Restate word for word the entries below, starting with the line with "Installs the global" and continuing through the line with "use async_trait::async_trait;". Include both of those lines and no others.

--- Records for this task ---

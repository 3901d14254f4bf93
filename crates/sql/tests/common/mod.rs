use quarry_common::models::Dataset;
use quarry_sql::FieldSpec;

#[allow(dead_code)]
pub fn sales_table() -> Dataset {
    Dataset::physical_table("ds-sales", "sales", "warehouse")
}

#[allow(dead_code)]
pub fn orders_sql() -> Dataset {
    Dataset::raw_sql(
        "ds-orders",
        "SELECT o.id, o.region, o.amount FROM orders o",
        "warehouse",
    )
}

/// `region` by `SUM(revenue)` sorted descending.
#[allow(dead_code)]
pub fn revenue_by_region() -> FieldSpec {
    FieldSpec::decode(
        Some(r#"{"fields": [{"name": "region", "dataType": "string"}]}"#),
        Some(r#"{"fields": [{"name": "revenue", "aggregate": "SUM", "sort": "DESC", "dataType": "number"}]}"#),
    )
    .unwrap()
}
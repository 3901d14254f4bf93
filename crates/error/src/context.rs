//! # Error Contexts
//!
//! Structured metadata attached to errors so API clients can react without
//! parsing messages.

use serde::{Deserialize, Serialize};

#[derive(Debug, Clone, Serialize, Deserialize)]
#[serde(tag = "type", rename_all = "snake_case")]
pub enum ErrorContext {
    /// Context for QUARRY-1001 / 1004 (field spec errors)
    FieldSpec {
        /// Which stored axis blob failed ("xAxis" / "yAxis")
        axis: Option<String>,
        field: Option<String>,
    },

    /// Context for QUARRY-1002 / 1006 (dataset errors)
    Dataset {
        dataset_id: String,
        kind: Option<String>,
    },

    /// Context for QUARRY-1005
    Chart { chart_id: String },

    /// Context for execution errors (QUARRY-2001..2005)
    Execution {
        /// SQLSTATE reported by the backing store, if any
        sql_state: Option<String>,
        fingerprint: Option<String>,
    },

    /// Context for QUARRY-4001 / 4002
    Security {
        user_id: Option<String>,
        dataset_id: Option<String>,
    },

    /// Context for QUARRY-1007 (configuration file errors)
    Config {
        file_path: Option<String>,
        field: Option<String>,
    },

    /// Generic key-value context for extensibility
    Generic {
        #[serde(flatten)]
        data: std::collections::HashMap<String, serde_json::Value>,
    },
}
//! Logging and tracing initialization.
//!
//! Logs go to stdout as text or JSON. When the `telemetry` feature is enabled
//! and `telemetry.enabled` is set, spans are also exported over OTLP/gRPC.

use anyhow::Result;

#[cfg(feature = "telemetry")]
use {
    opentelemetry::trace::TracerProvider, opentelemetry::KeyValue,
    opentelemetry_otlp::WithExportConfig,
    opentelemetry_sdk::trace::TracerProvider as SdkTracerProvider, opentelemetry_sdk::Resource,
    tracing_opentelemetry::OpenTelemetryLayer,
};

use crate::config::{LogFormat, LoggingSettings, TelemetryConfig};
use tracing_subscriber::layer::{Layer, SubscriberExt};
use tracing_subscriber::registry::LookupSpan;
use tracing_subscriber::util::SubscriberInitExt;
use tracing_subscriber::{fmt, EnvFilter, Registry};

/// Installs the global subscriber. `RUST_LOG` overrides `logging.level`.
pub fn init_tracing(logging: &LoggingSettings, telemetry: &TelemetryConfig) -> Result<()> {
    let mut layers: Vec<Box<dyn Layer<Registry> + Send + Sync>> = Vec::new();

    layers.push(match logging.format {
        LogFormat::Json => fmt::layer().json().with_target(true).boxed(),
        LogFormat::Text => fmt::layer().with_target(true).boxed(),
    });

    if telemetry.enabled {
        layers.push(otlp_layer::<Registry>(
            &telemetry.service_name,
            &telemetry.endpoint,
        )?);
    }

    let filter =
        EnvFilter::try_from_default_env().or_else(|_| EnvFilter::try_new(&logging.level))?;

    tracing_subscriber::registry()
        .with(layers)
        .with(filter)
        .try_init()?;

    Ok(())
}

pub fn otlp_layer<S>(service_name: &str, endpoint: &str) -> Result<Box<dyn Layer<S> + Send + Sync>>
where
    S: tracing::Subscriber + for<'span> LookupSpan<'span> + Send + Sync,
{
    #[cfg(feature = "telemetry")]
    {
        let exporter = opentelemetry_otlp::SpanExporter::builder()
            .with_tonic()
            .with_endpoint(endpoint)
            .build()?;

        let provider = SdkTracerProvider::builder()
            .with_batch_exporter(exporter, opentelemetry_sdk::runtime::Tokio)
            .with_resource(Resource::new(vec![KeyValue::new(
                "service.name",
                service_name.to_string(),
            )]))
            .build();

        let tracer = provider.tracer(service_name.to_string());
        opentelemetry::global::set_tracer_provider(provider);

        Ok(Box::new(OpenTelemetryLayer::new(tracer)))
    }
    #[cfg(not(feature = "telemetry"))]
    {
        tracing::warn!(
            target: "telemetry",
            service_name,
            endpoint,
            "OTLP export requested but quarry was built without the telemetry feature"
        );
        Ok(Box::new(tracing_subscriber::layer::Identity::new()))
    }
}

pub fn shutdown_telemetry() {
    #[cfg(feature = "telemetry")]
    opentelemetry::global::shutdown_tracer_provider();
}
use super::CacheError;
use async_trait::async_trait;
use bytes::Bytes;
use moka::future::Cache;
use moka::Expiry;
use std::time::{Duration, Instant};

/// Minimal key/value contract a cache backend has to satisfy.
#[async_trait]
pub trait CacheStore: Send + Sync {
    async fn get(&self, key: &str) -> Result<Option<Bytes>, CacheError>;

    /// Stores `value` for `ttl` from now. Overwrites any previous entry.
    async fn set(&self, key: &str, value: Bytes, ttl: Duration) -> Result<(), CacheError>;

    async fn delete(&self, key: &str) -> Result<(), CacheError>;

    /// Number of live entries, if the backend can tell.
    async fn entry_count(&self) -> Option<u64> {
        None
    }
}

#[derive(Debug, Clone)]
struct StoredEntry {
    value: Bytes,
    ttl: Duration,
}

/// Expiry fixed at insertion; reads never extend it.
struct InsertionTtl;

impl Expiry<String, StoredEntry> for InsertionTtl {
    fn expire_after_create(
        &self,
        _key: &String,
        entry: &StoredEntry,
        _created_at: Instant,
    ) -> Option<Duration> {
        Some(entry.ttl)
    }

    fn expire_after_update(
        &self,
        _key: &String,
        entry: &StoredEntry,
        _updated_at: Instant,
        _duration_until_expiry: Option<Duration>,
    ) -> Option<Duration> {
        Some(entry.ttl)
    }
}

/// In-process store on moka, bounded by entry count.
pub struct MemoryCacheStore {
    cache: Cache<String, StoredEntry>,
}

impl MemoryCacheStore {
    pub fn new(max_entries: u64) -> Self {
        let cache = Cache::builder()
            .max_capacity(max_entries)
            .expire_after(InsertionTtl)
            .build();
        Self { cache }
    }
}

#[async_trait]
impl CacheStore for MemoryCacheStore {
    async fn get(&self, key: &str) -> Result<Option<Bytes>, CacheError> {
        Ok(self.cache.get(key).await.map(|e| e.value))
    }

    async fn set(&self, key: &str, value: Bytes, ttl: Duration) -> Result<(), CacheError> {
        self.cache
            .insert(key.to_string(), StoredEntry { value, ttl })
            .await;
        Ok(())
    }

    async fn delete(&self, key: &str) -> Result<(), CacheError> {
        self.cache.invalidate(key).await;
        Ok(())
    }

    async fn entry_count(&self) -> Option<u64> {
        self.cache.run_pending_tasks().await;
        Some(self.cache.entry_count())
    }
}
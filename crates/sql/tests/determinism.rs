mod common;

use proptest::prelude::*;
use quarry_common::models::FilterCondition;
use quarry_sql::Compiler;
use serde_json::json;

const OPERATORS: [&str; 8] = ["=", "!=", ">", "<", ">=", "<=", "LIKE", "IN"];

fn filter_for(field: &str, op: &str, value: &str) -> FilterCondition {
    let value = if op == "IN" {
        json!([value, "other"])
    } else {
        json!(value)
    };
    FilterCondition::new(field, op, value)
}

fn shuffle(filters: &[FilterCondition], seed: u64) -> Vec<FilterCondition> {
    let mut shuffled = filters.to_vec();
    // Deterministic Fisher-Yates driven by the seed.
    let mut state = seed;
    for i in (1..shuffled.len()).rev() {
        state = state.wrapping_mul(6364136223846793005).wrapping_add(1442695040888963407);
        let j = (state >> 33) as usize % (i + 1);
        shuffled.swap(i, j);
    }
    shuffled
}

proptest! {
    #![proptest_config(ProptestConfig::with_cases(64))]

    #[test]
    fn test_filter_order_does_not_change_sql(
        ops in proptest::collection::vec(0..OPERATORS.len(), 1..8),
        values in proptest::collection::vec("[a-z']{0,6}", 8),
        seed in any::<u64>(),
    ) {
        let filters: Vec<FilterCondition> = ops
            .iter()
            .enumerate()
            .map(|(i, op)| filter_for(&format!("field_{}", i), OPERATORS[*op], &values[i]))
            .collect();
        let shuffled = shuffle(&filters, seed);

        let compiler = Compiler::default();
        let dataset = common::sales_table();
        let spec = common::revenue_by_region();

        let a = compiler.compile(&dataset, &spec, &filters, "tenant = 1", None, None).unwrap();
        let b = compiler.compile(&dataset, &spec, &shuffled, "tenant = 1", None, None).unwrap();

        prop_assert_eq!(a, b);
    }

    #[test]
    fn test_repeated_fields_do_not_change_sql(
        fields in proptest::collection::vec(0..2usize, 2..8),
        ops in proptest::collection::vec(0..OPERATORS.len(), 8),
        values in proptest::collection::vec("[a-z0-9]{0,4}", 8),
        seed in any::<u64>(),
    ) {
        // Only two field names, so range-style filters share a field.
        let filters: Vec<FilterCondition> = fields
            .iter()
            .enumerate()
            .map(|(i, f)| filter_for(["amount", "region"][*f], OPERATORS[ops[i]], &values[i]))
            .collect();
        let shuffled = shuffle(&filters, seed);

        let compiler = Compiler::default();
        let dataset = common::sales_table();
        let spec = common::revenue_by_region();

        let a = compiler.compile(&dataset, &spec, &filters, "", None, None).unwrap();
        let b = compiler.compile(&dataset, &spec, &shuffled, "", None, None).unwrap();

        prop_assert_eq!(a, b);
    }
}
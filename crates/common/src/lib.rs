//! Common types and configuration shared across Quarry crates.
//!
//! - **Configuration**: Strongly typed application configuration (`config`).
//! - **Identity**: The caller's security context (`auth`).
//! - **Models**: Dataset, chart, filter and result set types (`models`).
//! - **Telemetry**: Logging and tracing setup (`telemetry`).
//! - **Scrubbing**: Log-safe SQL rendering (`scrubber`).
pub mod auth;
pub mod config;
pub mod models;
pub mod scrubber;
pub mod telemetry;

---

> **Solution to the problem**:
/// Installs the global subscriber. `RUST_LOG` overrides `logging.level`.
pub fn init_tracing(logging: &LoggingSettings, telemetry: &TelemetryConfig) -> Result<()> {
    let mut layers: Vec<Box<dyn Layer<Registry> + Send + Sync>> = Vec::new();

    layers.push(match logging.format {
        LogFormat::Json => fmt::layer().json().with_target(true).boxed(),
        LogFormat::Text => fmt::layer().with_target(true).boxed(),
    });

    if telemetry.enabled {
        layers.push(otlp_layer::<Registry>(
            &telemetry.service_name,
            &telemetry.endpoint,
        )?);
    }

    let filter =
        EnvFilter::try_from_default_env().or_else(|_| EnvFilter::try_new(&logging.level))?;

    tracing_subscriber::registry()
        .with(layers)
        .with(filter)
        .try_init()?;

    Ok(())
}

pub fn otlp_layer<S>(service_name: &str, endpoint: &str) -> Result<Box<dyn Layer<S> + Send + Sync>>
where
    S: tracing::Subscriber + for<'span> LookupSpan<'span> + Send + Sync,
{
    #[cfg(feature = "telemetry")]
    {
        let exporter = opentelemetry_otlp::SpanExporter::builder()
            .with_tonic()
            .with_endpoint(endpoint)
            .build()?;

        let provider = SdkTracerProvider::builder()
            .with_batch_exporter(exporter, opentelemetry_sdk::runtime::Tokio)
            .with_resource(Resource::new(vec![KeyValue::new(
                "service.name",
                service_name.to_string(),
            )]))
            .build();

        let tracer = provider.tracer(service_name.to_string());
        opentelemetry::global::set_tracer_provider(provider);

        Ok(Box::new(OpenTelemetryLayer::new(tracer)))
    }
    #[cfg(not(feature = "telemetry"))]
    {
        tracing::warn!(
            target: "telemetry",
            service_name,
            endpoint,
            "OTLP export requested but quarry was built without the telemetry feature"
        );
        Ok(Box::new(tracing_subscriber::layer::Identity::new()))
    }
}

pub fn shutdown_telemetry() {
    #[cfg(feature = "telemetry")]
    opentelemetry::global::shutdown_tracer_provider();
}
use super::CacheError;
use async_trait::async_trait;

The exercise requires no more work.